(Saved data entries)
········

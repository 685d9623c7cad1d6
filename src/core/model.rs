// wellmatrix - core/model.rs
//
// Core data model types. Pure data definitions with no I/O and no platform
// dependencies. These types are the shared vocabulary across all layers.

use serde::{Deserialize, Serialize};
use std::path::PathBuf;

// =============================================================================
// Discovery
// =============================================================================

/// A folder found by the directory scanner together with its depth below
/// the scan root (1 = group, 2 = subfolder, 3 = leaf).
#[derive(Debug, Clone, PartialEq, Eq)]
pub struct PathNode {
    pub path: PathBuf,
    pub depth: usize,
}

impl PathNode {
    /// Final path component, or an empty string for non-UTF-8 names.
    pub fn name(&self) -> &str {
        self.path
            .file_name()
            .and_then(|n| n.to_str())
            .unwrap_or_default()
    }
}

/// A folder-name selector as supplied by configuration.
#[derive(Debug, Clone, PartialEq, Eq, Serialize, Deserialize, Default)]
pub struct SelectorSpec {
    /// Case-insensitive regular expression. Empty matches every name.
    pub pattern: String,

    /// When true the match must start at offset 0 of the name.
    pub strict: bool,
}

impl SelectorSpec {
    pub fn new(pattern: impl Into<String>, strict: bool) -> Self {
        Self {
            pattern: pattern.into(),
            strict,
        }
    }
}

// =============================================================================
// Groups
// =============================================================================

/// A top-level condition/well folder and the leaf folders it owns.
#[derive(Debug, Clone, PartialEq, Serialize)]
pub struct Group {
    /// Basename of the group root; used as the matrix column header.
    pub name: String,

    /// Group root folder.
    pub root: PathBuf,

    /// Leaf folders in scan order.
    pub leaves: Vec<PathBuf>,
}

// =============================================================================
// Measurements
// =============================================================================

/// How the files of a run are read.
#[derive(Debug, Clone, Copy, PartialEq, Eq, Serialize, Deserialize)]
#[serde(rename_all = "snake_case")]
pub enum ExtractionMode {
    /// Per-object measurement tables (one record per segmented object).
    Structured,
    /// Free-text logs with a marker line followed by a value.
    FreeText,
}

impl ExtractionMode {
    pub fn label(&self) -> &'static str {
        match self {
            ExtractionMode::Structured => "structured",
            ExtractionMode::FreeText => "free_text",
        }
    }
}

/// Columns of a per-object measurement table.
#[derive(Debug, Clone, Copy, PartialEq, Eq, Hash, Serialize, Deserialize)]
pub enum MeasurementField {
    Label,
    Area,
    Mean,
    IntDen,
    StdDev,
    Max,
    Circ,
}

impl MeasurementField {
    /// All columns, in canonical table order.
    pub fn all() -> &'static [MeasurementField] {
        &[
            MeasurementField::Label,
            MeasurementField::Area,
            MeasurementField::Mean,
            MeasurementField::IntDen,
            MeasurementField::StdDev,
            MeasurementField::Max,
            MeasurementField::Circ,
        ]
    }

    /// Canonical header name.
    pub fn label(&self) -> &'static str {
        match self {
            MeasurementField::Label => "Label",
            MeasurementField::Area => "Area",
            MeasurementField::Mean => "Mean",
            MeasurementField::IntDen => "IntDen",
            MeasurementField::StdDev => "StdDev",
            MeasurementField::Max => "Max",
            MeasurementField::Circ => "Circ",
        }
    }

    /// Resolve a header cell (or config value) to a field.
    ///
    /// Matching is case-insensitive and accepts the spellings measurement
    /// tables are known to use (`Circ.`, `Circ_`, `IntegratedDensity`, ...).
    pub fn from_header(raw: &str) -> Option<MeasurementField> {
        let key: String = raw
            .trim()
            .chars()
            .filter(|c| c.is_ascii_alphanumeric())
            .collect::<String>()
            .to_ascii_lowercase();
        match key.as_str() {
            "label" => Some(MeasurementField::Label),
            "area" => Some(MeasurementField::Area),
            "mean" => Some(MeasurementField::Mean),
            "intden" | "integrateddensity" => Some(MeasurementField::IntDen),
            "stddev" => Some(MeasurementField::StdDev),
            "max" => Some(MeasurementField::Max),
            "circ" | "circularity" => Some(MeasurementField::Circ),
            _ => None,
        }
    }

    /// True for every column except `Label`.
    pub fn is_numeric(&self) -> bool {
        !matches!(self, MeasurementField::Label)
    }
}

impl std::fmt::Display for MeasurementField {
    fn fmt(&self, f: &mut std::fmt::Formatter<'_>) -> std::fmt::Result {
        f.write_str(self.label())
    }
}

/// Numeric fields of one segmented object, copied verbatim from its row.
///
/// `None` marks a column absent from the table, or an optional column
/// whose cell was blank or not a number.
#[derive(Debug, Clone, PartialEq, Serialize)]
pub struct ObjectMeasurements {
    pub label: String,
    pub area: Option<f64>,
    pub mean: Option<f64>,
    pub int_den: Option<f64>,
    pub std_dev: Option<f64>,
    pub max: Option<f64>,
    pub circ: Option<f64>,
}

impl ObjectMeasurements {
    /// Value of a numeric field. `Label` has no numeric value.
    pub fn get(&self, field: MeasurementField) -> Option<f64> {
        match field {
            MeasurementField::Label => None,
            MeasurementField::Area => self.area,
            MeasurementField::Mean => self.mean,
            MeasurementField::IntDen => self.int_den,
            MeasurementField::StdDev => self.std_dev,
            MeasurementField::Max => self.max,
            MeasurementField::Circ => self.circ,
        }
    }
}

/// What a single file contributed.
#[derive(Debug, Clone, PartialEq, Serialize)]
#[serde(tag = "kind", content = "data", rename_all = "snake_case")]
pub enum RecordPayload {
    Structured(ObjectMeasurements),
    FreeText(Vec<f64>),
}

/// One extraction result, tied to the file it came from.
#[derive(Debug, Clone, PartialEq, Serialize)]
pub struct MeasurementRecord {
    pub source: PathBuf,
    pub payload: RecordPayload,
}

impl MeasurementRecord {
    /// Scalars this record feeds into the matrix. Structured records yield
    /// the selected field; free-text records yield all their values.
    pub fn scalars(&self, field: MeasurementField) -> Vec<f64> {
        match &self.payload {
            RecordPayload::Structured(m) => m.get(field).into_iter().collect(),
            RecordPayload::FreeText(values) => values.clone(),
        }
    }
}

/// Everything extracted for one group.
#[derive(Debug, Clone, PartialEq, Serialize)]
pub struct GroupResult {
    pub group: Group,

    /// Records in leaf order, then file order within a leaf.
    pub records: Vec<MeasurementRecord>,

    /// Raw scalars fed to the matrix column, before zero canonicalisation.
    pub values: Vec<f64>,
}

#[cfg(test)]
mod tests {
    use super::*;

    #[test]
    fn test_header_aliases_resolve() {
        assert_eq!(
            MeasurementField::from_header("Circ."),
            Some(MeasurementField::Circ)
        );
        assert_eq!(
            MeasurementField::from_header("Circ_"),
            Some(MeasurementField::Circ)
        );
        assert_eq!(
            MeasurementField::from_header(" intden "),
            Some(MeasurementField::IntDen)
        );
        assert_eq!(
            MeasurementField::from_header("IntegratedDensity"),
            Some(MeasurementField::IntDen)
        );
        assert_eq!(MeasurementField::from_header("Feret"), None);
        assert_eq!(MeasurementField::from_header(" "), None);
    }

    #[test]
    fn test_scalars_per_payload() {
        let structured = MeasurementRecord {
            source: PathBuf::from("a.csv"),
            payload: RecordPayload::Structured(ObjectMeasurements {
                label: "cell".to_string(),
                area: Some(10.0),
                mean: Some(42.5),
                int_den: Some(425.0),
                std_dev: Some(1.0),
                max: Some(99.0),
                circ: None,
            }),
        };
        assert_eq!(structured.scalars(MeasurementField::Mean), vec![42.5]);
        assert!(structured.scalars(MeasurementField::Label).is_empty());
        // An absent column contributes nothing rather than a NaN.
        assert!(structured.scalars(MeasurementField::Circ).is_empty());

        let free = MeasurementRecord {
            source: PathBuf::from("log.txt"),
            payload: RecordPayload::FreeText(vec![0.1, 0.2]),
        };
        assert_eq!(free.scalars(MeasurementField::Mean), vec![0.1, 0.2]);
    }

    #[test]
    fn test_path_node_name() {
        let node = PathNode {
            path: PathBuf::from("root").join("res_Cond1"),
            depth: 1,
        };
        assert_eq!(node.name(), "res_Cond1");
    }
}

········

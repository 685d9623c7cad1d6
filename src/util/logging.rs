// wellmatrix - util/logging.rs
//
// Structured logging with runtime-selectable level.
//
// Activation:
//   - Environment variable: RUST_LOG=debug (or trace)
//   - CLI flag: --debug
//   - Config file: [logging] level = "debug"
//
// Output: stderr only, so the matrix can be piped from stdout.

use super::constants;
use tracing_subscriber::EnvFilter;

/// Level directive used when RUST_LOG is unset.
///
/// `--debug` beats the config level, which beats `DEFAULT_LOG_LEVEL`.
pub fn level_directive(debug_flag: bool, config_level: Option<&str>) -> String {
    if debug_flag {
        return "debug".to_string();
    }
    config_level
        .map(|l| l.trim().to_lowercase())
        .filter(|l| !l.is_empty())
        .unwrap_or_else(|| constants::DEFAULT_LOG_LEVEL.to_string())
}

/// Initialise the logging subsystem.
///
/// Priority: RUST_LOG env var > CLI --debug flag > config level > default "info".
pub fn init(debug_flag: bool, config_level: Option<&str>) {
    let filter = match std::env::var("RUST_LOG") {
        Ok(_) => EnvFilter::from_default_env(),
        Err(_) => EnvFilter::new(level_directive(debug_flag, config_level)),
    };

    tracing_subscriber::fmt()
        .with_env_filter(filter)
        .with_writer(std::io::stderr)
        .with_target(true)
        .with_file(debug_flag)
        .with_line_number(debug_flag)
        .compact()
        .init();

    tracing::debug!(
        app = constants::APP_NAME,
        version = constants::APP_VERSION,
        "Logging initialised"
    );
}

········

◆ **Aim of the exercise**
The reply is a bare number: how many lines above include "absent".

◆ **Exercise response**
2